The crater rim peaks receive sunlight 80-90% of the time, while the interior remains in permanent shadow at temperatures below -230°C, preserving billions of tonnes of water ice deposited over billions of years by comet impacts.
// FACILITY_DATABASE.DAT
Shackleton Crater Rim, 89.9°S
Primary Settlement Hub | Phase 1
Central command module, crew quarters for 12, medical bay, airlock complex. Located on crater rim for near-permanent solar exposure. Direct line-of-sight to Earth for communications.
200m north of Base Camp
4x Inflatable Modules | 1,200 m³ total
Sierra Space expandable habitats deployed by Starship. Each module provides 300 m³ pressurized volume. Connected via rigid tunnel segments. Covered with 2m regolith overburden for radiation shielding.
Malapert Peak Ridge, 1.2 km south
Target: 500 kW sustained output
Deployable solar arrays on elevated peaks for maximum sunlight capture. Battery storage for 14-day lunar night contingency. Microwave power beaming to crater floor operations.
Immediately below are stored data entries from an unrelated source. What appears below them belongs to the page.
//! AGP layout reading and writing.
//!
//! Coordinate conventions: AGP rows are 1-based inclusive on both the object
//! and the component; segments are stored 0-based half-open internally.
//! Component rows are `W` (sequence); `N`/`U` rows are gap padding and never
//! receive link counts. Declared object coordinates are reconciled by
//! trusting the component list.

use crate::dict::{Layout, LayoutBuilder, SeqDict};
use crate::error::ScafError;
use anyhow::{Context, Result};
use std::fs::File;
use std::io::{BufRead, BufReader, BufWriter, Write};
use std::path::Path;

/// Parse an AGP file into a layout over `dict`.
///
/// Rows referencing a contig name absent from `dict` are rejected.
pub fn read_layout(dict: &SeqDict, path: &Path) -> Result<Layout> {
    let file = File::open(path)
        .map_err(|e| ScafError::io(path, e))
        .with_context(|| format!("opening AGP {}", path.display()))?;
    let reader = BufReader::new(file);

    let mut b = LayoutBuilder::new(dict.n_seqs());
    let mut current: Option<String> = None;

    for (lineno, line) in reader.lines().enumerate() {
        let line = line.map_err(|e| ScafError::io(path, e))?;
        let row = line.trim_end();
        if row.is_empty() || row.starts_with('#') {
            continue;
        }
        let fields: Vec<&str> = row.split('\t').collect();
        if fields.len() < 6 {
            return Err(ScafError::InputInvalid(format!(
                "{}:{}: AGP row has {} fields, at least 6 expected",
                path.display(),
                lineno + 1,
                fields.len()
            ))
            .into());
        }

        let object = fields[0];
        if current.as_deref() != Some(object) {
            b.begin_scaffold(object);
            current = Some(object.to_string());
        }

        match fields[4] {
            "W" => {
                if fields.len() < 9 {
                    return Err(ScafError::InputInvalid(format!(
                        "{}:{}: W row has {} fields, 9 expected",
                        path.display(),
                        lineno + 1,
                        fields.len()
                    ))
                    .into());
                }
                let name = fields[5];
                let seq = dict.get(name).ok_or_else(|| {
                    ScafError::InputInvalid(format!(
                        "{}:{}: unknown sequence name: {name}",
                        path.display(),
                        lineno + 1
                    ))
                })?;
                let beg: u32 = parse_field(fields[6], path, lineno, "component start")?;
                let end: u32 = parse_field(fields[7], path, lineno, "component end")?;
                if beg < 1 || end < beg || end > dict.seq_len(seq) {
                    return Err(ScafError::InputInvalid(format!(
                        "{}:{}: component interval {beg}-{end} outside {name}",
                        path.display(),
                        lineno + 1
                    ))
                    .into());
                }
                let ori = if fields[8].starts_with('-') { 1 } else { 0 };
                b.push_segment(seq, beg - 1, end - beg + 1, ori);
            }
            "N" | "U" => {
                let gap: u32 = parse_field(fields[5], path, lineno, "gap length")?;
                b.push_gap(gap);
            }
            other => {
                return Err(ScafError::InputInvalid(format!(
                    "{}:{}: unsupported component type: {other}",
                    path.display(),
                    lineno + 1
                ))
                .into());
            }
        }
    }

    Ok(b.finish())
}

fn parse_field(s: &str, path: &Path, lineno: usize, what: &str) -> Result<u32> {
    s.parse().map_err(|_| {
        ScafError::InputInvalid(format!(
            "{}:{}: invalid {what}: {s}",
            path.display(),
            lineno + 1
        ))
        .into()
    })
}

/// Write a layout as AGP, one object per scaffold, in layout order.
pub fn write_layout<W: Write>(layout: &Layout, dict: &SeqDict, w: &mut W) -> Result<()> {
    for (sid, scaf) in layout.scaffolds() {
        write_object(layout, dict, sid, &scaf.name, w)?;
    }
    Ok(())
}

/// Write a layout as AGP sorted by decreasing scaffold length, renaming
/// objects `scaffold_1..n`. Used for the final output.
pub fn write_sorted<W: Write>(layout: &Layout, dict: &SeqDict, w: &mut W) -> Result<()> {
    let mut order: Vec<u32> = (0..layout.n_scaffolds() as u32).collect();
    order.sort_by_key(|&sid| std::cmp::Reverse(layout.scaffold(sid).len));
    for (rank, &sid) in order.iter().enumerate() {
        let name = format!("scaffold_{}", rank + 1);
        write_object(layout, dict, sid, &name, w)?;
    }
    Ok(())
}

/// Write an identity AGP (one object per contig) from a bare dictionary.
pub fn write_identity<W: Write>(dict: &SeqDict, w: &mut W) -> Result<()> {
    for (_, entry) in dict.iter() {
        writeln!(
            w,
            "{}\t1\t{}\t1\tW\t{}\t1\t{}\t+",
            entry.name, entry.len, entry.name, entry.len
        )?;
    }
    Ok(())
}

fn write_object<W: Write>(
    layout: &Layout,
    dict: &SeqDict,
    sid: u32,
    name: &str,
    w: &mut W,
) -> Result<()> {
    let mut part = 0u32;
    let mut prev_end: Option<u32> = None;
    for seg in layout.segments_of(sid) {
        if let Some(pe) = prev_end {
            if seg.scaf_start > pe {
                part += 1;
                writeln!(
                    w,
                    "{}\t{}\t{}\t{}\tN\t{}\tscaffold\tyes\tproximity_ligation",
                    name,
                    pe + 1,
                    seg.scaf_start,
                    part,
                    seg.scaf_start - pe
                )?;
            }
        }
        part += 1;
        writeln!(
            w,
            "{}\t{}\t{}\t{}\tW\t{}\t{}\t{}\t{}",
            name,
            seg.scaf_start + 1,
            seg.scaf_start + seg.len,
            part,
            dict.name(seg.seq),
            seg.start + 1,
            seg.end(),
            if seg.ori == 0 { '+' } else { '-' }
        )?;
        prev_end = Some(seg.scaf_start + seg.len);
    }
    Ok(())
}

/// Create `path` and write a layout into it.
pub fn write_layout_file(layout: &Layout, dict: &SeqDict, path: &Path) -> Result<()> {
    let file = File::create(path)
        .map_err(|e| ScafError::io(path, e))
        .with_context(|| format!("creating AGP {}", path.display()))?;
    let mut w = BufWriter::new(file);
    write_layout(layout, dict, &mut w)?;
    w.flush().map_err(|e| ScafError::io(path, e))?;
    Ok(())
}

/// Create `path` and write the length-sorted final layout into it.
pub fn write_sorted_file(layout: &Layout, dict: &SeqDict, path: &Path) -> Result<()> {
    let file = File::create(path)
        .map_err(|e| ScafError::io(path, e))
        .with_context(|| format!("creating AGP {}", path.display()))?;
    let mut w = BufWriter::new(file);
    write_sorted(layout, dict, &mut w)?;
    w.flush().map_err(|e| ScafError::io(path, e))?;
    Ok(())
}

/// Create `path` and write an identity AGP into it.
pub fn write_identity_file(dict: &SeqDict, path: &Path) -> Result<()> {
    let file = File::create(path)
        .map_err(|e| ScafError::io(path, e))
        .with_context(|| format!("creating AGP {}", path.display()))?;
    let mut w = BufWriter::new(file);
    write_identity(dict, &mut w)?;
    w.flush().map_err(|e| ScafError::io(path, e))?;
    Ok(())
}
Shackleton Crater Floor (PSR)
Water extraction & electrolysis facility
Robotic mining of icy regolith in permanently shadowed regions. Thermal extraction of water ice, electrolysis into LOX and LH2. Target output: 10 tonnes propellant per month.
600m west of Base Camp
2x reinforced landing zones + blast berms
Sintered regolith landing pads to prevent debris ejection during Starship landings. Blast deflection berms protect base. Cargo offloading crane and rover transport corridor.
400m east of Base Camp
Radio-quiet zone telescope + geology lab
Far-side relay link for radio astronomy. Geological sample processing lab. Regolith analysis instruments. Seismic monitoring network for moonquake detection.
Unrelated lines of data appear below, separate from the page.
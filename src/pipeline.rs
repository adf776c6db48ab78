//! Round driver.
//!
//! One round rebuilds the layout dictionary from the current AGP, scans the
//! link store into matrices at the round's resolution, fits the
//! distance-decay model, builds and prunes the scaffolding graph, and writes
//! the path cover back as an AGP. Optional break stages cut suspect
//! junctions before and between rounds. Only the AGP files persist across
//! rounds; a run is restartable by pointing `-a` at the last produced AGP.

use crate::agp;
use crate::breaks;
use crate::cli::Args;
use crate::config::{self, Params, GAP_LEN, MAX_N_SEQ};
use crate::dict::{Layout, SeqDict};
use crate::enzyme::{expand_motifs, ReCuts};
use crate::error::ScafError;
use crate::graph::Graph;
use crate::matrix::{estimate_inter_rss, estimate_intra_rss, InterMat, IntraMat};
use crate::norm::NormModel;
use anyhow::{Context, Result};
use indicatif::{ProgressBar, ProgressDrawTarget, ProgressStyle};
use std::path::{Path, PathBuf};
use sysinfo::{System, SystemExt};
use tracing::{info, warn};

const GB: f64 = (1u64 << 30) as f64;

#[derive(Debug, Default)]
pub struct Stats {
    pub contig_break_rounds: u32,
    pub contig_breaks: u32,
    pub scaffold_breaks: u32,
    pub rounds_completed: u32,
    pub final_agp: PathBuf,
}

fn spinner(msg: &str, enabled: bool) -> Option<ProgressBar> {
    if !enabled {
        return None;
    }
    let pb = ProgressBar::new_spinner();
    pb.set_draw_target(ProgressDrawTarget::stderr_with_hz(2));
    pb.set_style(
        ProgressStyle::default_spinner()
            .template("{spinner:.green} [{elapsed_precise}] {msg}")
            .expect("spinner template"),
    );
    pb.set_message(msg.to_string());
    pb.enable_steady_tick(std::time::Duration::from_millis(250));
    Some(pb)
}

fn finish(pb: Option<ProgressBar>) {
    if let Some(pb) = pb {
        pb.finish_and_clear();
    }
}

fn log_asm_stats(layout: &Layout, all: bool) {
    let stats = layout.n_stats();
    info!("assembly stats:");
    info!(" N50: {} (n = {})", stats[4].0, stats[4].1);
    info!(" N90: {} (n = {})", stats[8].0, stats[8].1);
    if all {
        info!(" N100: {} (n = {})", stats[9].0, stats[9].1);
    }
}

pub fn run(args: &Args) -> Result<Stats> {
    let params = Params {
        min_len: args.min_len,
        min_mapq: args.min_mapq,
        ..Params::default()
    };
    let show_progress = args.verbose > 0;

    let fai = PathBuf::from(format!("{}.fai", args.contigs.display()));
    let link_file = args.links.as_path();
    if link_file.extension().and_then(|e| e.to_str()) != Some("bin") {
        return Err(ScafError::InputInvalid(format!(
            "unknown link file format: {} (a .bin link dump is expected; convert BAM/BED input with the dump step first)",
            link_file.display()
        ))
        .into());
    }

    let sdict = SeqDict::from_fai(&fai, params.min_len)?;
    if sdict.is_empty() {
        return Err(ScafError::InputInvalid(format!(
            "no sequences above the length threshold in {}",
            fai.display()
        ))
        .into());
    }

    let resolutions = match &args.resolutions {
        Some(spec) => parse_resolutions(spec)?,
        None => config::default_resolutions(sdict.total_len()),
    };

    let re_cuts = match &args.enzymes {
        Some(spec) => {
            let motifs = expand_motifs(spec)?;
            info!("restriction enzyme cutting sites: {} motif(s)", motifs.len());
            let cuts = ReCuts::from_fasta(&args.contigs, &sdict, &motifs)
                .with_context(|| format!("scanning {}", args.contigs.display()))?;
            info!("cut site density: {:.6} per bp", cuts.density);
            Some(cuts)
        }
        None => None,
    };

    let rss_limit: Option<u64> = if args.no_mem_check {
        info!("RAM check disabled");
        None
    } else {
        let limit = args.max_rss.unwrap_or_else(|| {
            let sys = System::new_all();
            // sysinfo 0.29 reports KiB; the matrix estimates are in bytes.
            let total = sys.total_memory() * 1024;
            info!("RAM total: {:.3}GB", total as f64 / GB);
            total
        });
        info!("RAM limit: {:.3}GB", limit as f64 / GB);
        Some(limit)
    };

    let mut stats = Stats::default();

    // ── stage 1: contig error break ──────────────────────────────────────
    let mut current_agp: PathBuf;
    if args.agp.is_none() && !args.no_contig_ec {
        let identity = Layout::from_dict(&sdict);
        let dist_thres = breaks::estimate_dist_thres(link_file, &identity, &params.ec)?;
        info!("dist threshold for contig error break: {dist_thres}");

        let mut round = 0u32;
        let mut agp_path = PathBuf::new();
        loop {
            let layout = if round == 0 {
                Layout::from_dict(&sdict)
            } else {
                agp::read_layout(&sdict, &agp_path)?
            };
            let pb = spinner("scanning links for contig error break...", show_progress);
            let profile =
                breaks::LinkProfile::build(link_file, &layout, dist_thres, params.ec.bin, 0.0, 0)?;
            finish(pb);
            let found = breaks::detect_internal(&profile, &layout, &params.ec);
            round += 1;
            agp_path = out_path(&args.out, &format!("initial_break_{round:02}.agp"));
            let cuts: Vec<_> = found.iter().map(|b| (b.scaf, b.pos)).collect();
            let broken = layout.with_breaks(&cuts);
            agp::write_layout_file(&broken, &sdict, &agp_path)?;

            stats.contig_breaks += found.len() as u32;
            if found.is_empty() {
                break;
            }
        }
        stats.contig_break_rounds = round;
        info!(
            "performed {} round(s) assembly error correction, made {} break(s)",
            round, stats.contig_breaks
        );
        current_agp = agp_path;
    } else if let Some(agp) = &args.agp {
        current_agp = agp.clone();
    } else {
        current_agp = out_path(&args.out, "no_break.agp");
        agp::write_identity_file(&sdict, &current_agp)?;
    }

    {
        let layout = agp::read_layout(&sdict, &current_agp)?;
        if layout.n_scaffolds() > MAX_N_SEQ {
            return Err(ScafError::SeqLimit { n: layout.n_scaffolds(), limit: MAX_N_SEQ }.into());
        }
        log_asm_stats(&layout, true);
    }

    // ── stage 2: scaffolding rounds ──────────────────────────────────────
    let mut last_failure: Option<ScafError> = None;
    for (ri, &resolution) in resolutions.iter().enumerate() {
        let r = ri + 1;
        info!("scaffolding round {r} resolution = {resolution}");

        let layout = agp::read_layout(&sdict, &current_agp)?;
        let n50 = layout.n_stats()[4].0;
        if n50 < resolution as u64 * 10 {
            if stats.rounds_completed > 0 {
                info!("assembly N50 ({n50}) too small. End of scaffolding.");
                break;
            }
            warn!("assembly N50 ({n50}) too small. Scaffolding anyway...");
        }

        let round_agp = out_path(&args.out, &format!("r{r:02}.agp"));
        match run_round(
            link_file,
            &layout,
            &sdict,
            re_cuts.as_ref(),
            resolution,
            &params,
            rss_limit,
            &round_agp,
            show_progress,
        ) {
            Ok(noise) => {
                stats.rounds_completed += 1;
                if args.no_scaffold_ec {
                    current_agp = round_agp;
                } else {
                    let break_agp = out_path(&args.out, &format!("r{r:02}_break.agp"));
                    let n = scaffold_error_break(
                        link_file,
                        &sdict,
                        &round_agp,
                        resolution,
                        noise,
                        &params,
                        &break_agp,
                        show_progress,
                    )?;
                    stats.scaffold_breaks += n;
                    current_agp = break_agp;
                }
                info!("scaffolding round {r} done");
                let layout = agp::read_layout(&sdict, &current_agp)?;
                log_asm_stats(&layout, false);
            }
            Err(e) => match e.downcast_ref::<ScafError>() {
                Some(ScafError::NoMem { required, available }) => {
                    info!("No enough memory. Try higher resolutions... End of scaffolding round.");
                    info!("RAM    limit: {:.3}GB", *available as f64 / GB);
                    info!("RAM required: {:.3}GB", *required as f64 / GB);
                    last_failure =
                        Some(ScafError::NoMem { required: *required, available: *available });
                    continue;
                }
                Some(ScafError::NoBands) => {
                    warn!("No enough bands for norm calculation... End of scaffolding.");
                    last_failure = Some(ScafError::NoBands);
                    break;
                }
                _ => return Err(e),
            },
        }
    }

    // ── stage 3: finalization ────────────────────────────────────────────
    let final_agp = out_path(&args.out, "scaffolds_final.agp");
    if params.min_len > 0 {
        // Merge back the sequences excluded by the length filter.
        let full = SeqDict::from_fai(&fai, 0)?;
        let layout = agp::read_layout(&full, &current_agp)?;
        let layout = layout.add_unplaced(&full);
        agp::write_sorted_file(&layout, &full, &final_agp)?;
        log_asm_stats(&layout, true);
    } else {
        let layout = agp::read_layout(&sdict, &current_agp)?;
        agp::write_sorted_file(&layout, &sdict, &final_agp)?;
        log_asm_stats(&layout, true);
    }
    stats.final_agp = final_agp;

    if stats.rounds_completed == 0 {
        if let Some(e) = last_failure {
            return Err(e.into());
        }
    }
    Ok(stats)
}

fn out_path(prefix: &str, suffix: &str) -> PathBuf {
    PathBuf::from(format!("{prefix}_{suffix}"))
}

fn parse_resolutions(spec: &str) -> Result<Vec<u32>> {
    let mut out = Vec::new();
    for part in spec.split(',') {
        let r: u32 = part
            .trim()
            .parse()
            .map_err(|_| ScafError::InputInvalid(format!("invalid resolution list: {spec}")))?;
        if r == 0 {
            return Err(ScafError::InputInvalid(format!("invalid resolution list: {spec}")).into());
        }
        out.push(r);
    }
    if out.is_empty() {
        return Err(ScafError::InputInvalid("empty resolution list".into()).into());
    }
    Ok(out)
}

/// One scaffolding round: memory-gated intra build, norm fit, memory-gated
/// inter build, graph construction and pruning, path cover, AGP output.
/// Returns the background noise rate for the scaffold break stage.
#[allow(clippy::too_many_arguments)]
fn run_round(
    link_file: &Path,
    layout: &Layout,
    dict: &SeqDict,
    re_cuts: Option<&ReCuts>,
    resolution: u32,
    params: &Params,
    rss_limit: Option<u64>,
    out_agp: &Path,
    show_progress: bool,
) -> Result<f64> {
    let mut remaining = rss_limit;
    if let Some(limit) = remaining {
        let required = estimate_intra_rss(layout, resolution, params.max_band);
        if required > limit {
            return Err(ScafError::NoMem { required, available: limit }.into());
        }
        remaining = Some(limit - required);
    }

    info!("starting norm estimation...");
    let pb = spinner("building intra link matrix...", show_progress);
    let intra = IntraMat::build(
        link_file,
        layout,
        re_cuts,
        resolution,
        params.max_band,
        params.min_mapq,
    )?;
    finish(pb);
    let norm = NormModel::fit(&intra, &params.norm)?;
    info!(
        "norm fitted over {} band(s), mean normalized count {:.4}",
        norm.r_max() + 1,
        norm.la
    );

    if let Some(limit) = remaining {
        let required = estimate_inter_rss(layout);
        if required > limit {
            return Err(ScafError::NoMem { required, available: limit }.into());
        }
    }

    info!("starting link estimation...");
    let pb = spinner("building inter link matrix...", show_progress);
    let mut inter = InterMat::build(link_file, layout, resolution, norm.r_max(), params.min_mapq)?;
    finish(pb);
    inter.normalize(layout, &norm, params.graph.direct_ambiguity);
    let noise = inter.noise;

    info!("starting scaffolding graph construction...");
    let mut g = Graph::from_inter(&inter, layout, &params.graph, params.norm.quantile);
    info!("scaffolding graph: {} arc(s) before pruning", g.n_arcs());
    g.prune(&params.graph);
    info!("scaffolding graph: {} arc(s) after pruning", g.n_arcs());

    let paths = g.extract_paths(layout);
    let new_layout = layout.compose(&paths, GAP_LEN);
    agp::write_layout_file(&new_layout, dict, out_agp)?;
    Ok(noise)
}

/// Scaffold-joint error break against a freshly written round AGP. Always
/// writes the break AGP, with or without cuts; returns the cut count.
#[allow(clippy::too_many_arguments)]
fn scaffold_error_break(
    link_file: &Path,
    dict: &SeqDict,
    agp_in: &Path,
    flank: u32,
    noise: f64,
    params: &Params,
    agp_out: &Path,
    show_progress: bool,
) -> Result<u32> {
    let layout = agp::read_layout(dict, agp_in)?;
    let dist_thres = flank * 2;
    let pb = spinner("scanning links for scaffold error break...", show_progress);
    let profile = breaks::LinkProfile::build(
        link_file,
        &layout,
        dist_thres,
        params.ec.bin,
        noise,
        params.min_mapq,
    )?;
    finish(pb);
    let found = breaks::detect_joint(&profile, &layout, flank, &params.ec);
    let cuts: Vec<_> = found.iter().map(|b| (b.scaf, b.pos)).collect();
    let broken = layout.with_breaks(&cuts);
    agp::write_layout_file(&broken, dict, agp_out)?;
    if !found.is_empty() {
        info!("scaffold error break: {} break(s)", found.len());
    }
    Ok(found.len() as u32)
}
// REGOLITH_CONSTRUCTION.TXT
The long-term base expansion strategy relies on in-situ construction using lunar regolith. Robotic 3D printers will sinter raw lunar soil into structural elements using concentrated solar energy or microwave heating.
ICON's Project Olympus has demonstrated the ability to print load-bearing structures from simulant regolith. Each habitat shell requires approximately 50 tonnes of raw regolith and 72 hours of continuous printing time. Regolith overburden provides radiation shielding equivalent to 5 cm of lead.
// EXPANSION_ROADMAP.TXT
Phase 1 (2026-2028): Core base camp, 2 habitat modules, solar array, ISRU pilot. Crew of 4, rotations every 180 days.
Phase 2 (2028-2030): Expanded to 4 habitat modules, full ISRU plant, nuclear backup power, pressurized rover garage, science dome. Crew of 12, permanent occupation begins. Phase 3 (2030+): Regolith-printed expansion, agricultural greenhouse, propellant depot enabling lunar orbit refueling for Mars transit vehicles.